Buying and selling real estate is a "boots on the ground" kind of deal.
Redfin recently got into trouble by trying to industrialize house-flipping. I noted before that some friends of mine work there and it is a great place to work. Their basic model was to make the real estate business more rational by using online systems and software instead of using Harriet Hair Helmet and her hoary old Jaguar, to sell real estate. Buyers are not pressured to buy, as the "agents" are not on commission. The buyers come to a property to inspect, after seeing detailed information online - they are ready to buy. Sellers love the 1% sales commissions (on the seller's side, anyway). It just made a lot of sense.
But then they took it too far. They thought they would get into this house-flipping deal by offering to buy houses outright from clients - offering them the "convenience" of an assured price and quick closing. They would then polish up the home, put it back on the market, and profit! In theory, this is a great idea. In practice, it sucks. And as I recall, there were companies doing this back right before 2008 and then something happened - but I can't remember what.
I do recall reading a year ago, about alarm bells being sounded by some analysts over this move. Redfin was doing OK with their core business, but this new venture required a lot of capital, which was tied up in houses, as well as a lot of local expertise in repairing and re-habbing houses for resale. In the banking business, it is understood that for every month a bank holds a foreclosure property, the value decreases by 1% or more. So the name of the game in banking is to unload the property as quickly as possible. Investors "on the ground" (such as Mark's Dad) could snap these up and fix them up inexpensively (by making his son do the donkey work) and quickly, and either rent them out or sell them. Mark's Dad sold them - and took back a mortgage as well - offering people with bad credit a chance at home ownership, while creating a steady income stream for himself. He only had to foreclose on one of those borrowers - but you have to be prepared to do that.
For Redfin, the problem was complicated by a number of factors. Since the people working for Redfin get paid no matter what, they have no interest in turning around the properties quickly or finding the lowest-cost repair people to do the necessary work to flip a house. So houses sat empty and repair costs (in a labor shortage environment) escalated. Bad enough, to be sure - enough to sink any "flipping" deal in the world. But then it got worse.
Mortgage rates went up, and home prices stagnated, or in some markets, went down. Real estate is a business of thin margins. You can't expect a house to appreciate 50% in a year (if it did, you are in a bubble market - watch out!) and if rehab costs get out of control and interest rates rise, your thin margins evaporate quickly.

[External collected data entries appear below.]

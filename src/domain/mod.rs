// Domain layer - Core business logic

pub mod errors;
pub mod model;
pub mod rules;
pub mod subtitles;
pub mod url;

So, Redfin is now selling off their quarter-billion-dollar inventory of homes for whatever they can get for them and shutting down this very bad idea. Sure, you can make money flipping homes. The guy we bought our house from here does just that - and has done many times in the local area (five homes, at least, that I am aware of). But he is a contractor and has access to cheap labor (go to the 7-11 and they jump in the back of your pickup truck) and knows the costs of rehabbing like the back of his hand. He turns around properties quickly and knows what things attract buyers. It is entrepreneurship and that is a damn hard thing to teach to people drawing a steady salary.
Sadly, others, such as Zillow, also got their tits caught in the wringer, trying to do the same thing. Expect a bloodbath.
It is like trying to flip cars for a profit. Yea, you can do it. No, there isn't a lot of money in it. And yes, it helps if you can do a lot of the work yourself. As Carvana and others are finding out the hard way, while it is easy to make money selling used cars in a pandemic "car shortage" market, it is a business of thin margins in a normal, competitive market. You can't industrialize Slim's Used Car Lot, if only because Slim was never making much money in the business to begin with.
Again, we saw this happening back in the early 2000's. You could buy a house or condo or townhouse, do some superficial repair work (paint, carpet, etc.) and within a few months, turn it around for a tidy profit. As the whole market was going up at an alarming rate, everything you touched turned to gold. It didn't mean you were a real estate genius or that you had some knack. It only meant that you got lucky, and eventually lucky streaks run out - as they did in 2008. We were fortunate in that we sold out before then - for the most part.
The real estate market is predicted to shrink by 20-30% in the next year or so as the economy - worldwide - contracts. People are complaining that housing prices are too high - if they can hold off a year, I suspect they will find better bargains. There is no such thing as unaffordable housing - at least in the long run. Bubbles are speculative and awfully brief.
The people who get stung by bubbles are the ones who fall for the "buy now or be priced out of the market forever!" line - a line that has been shown to be false in 1989 and again in 2008. Those poor sods wait until just before the bubble is set to burst, and then give in and buy an overpriced house using sketchy loans - and they end up in foreclosure, convinced the system is rigged against them.
We will see such tearing of hair and rending of garments in the next year or so. Redfin can afford to absorb the cost of this mistake - let's hope, anyway. For the Joe Homeowner, it is far more devastating.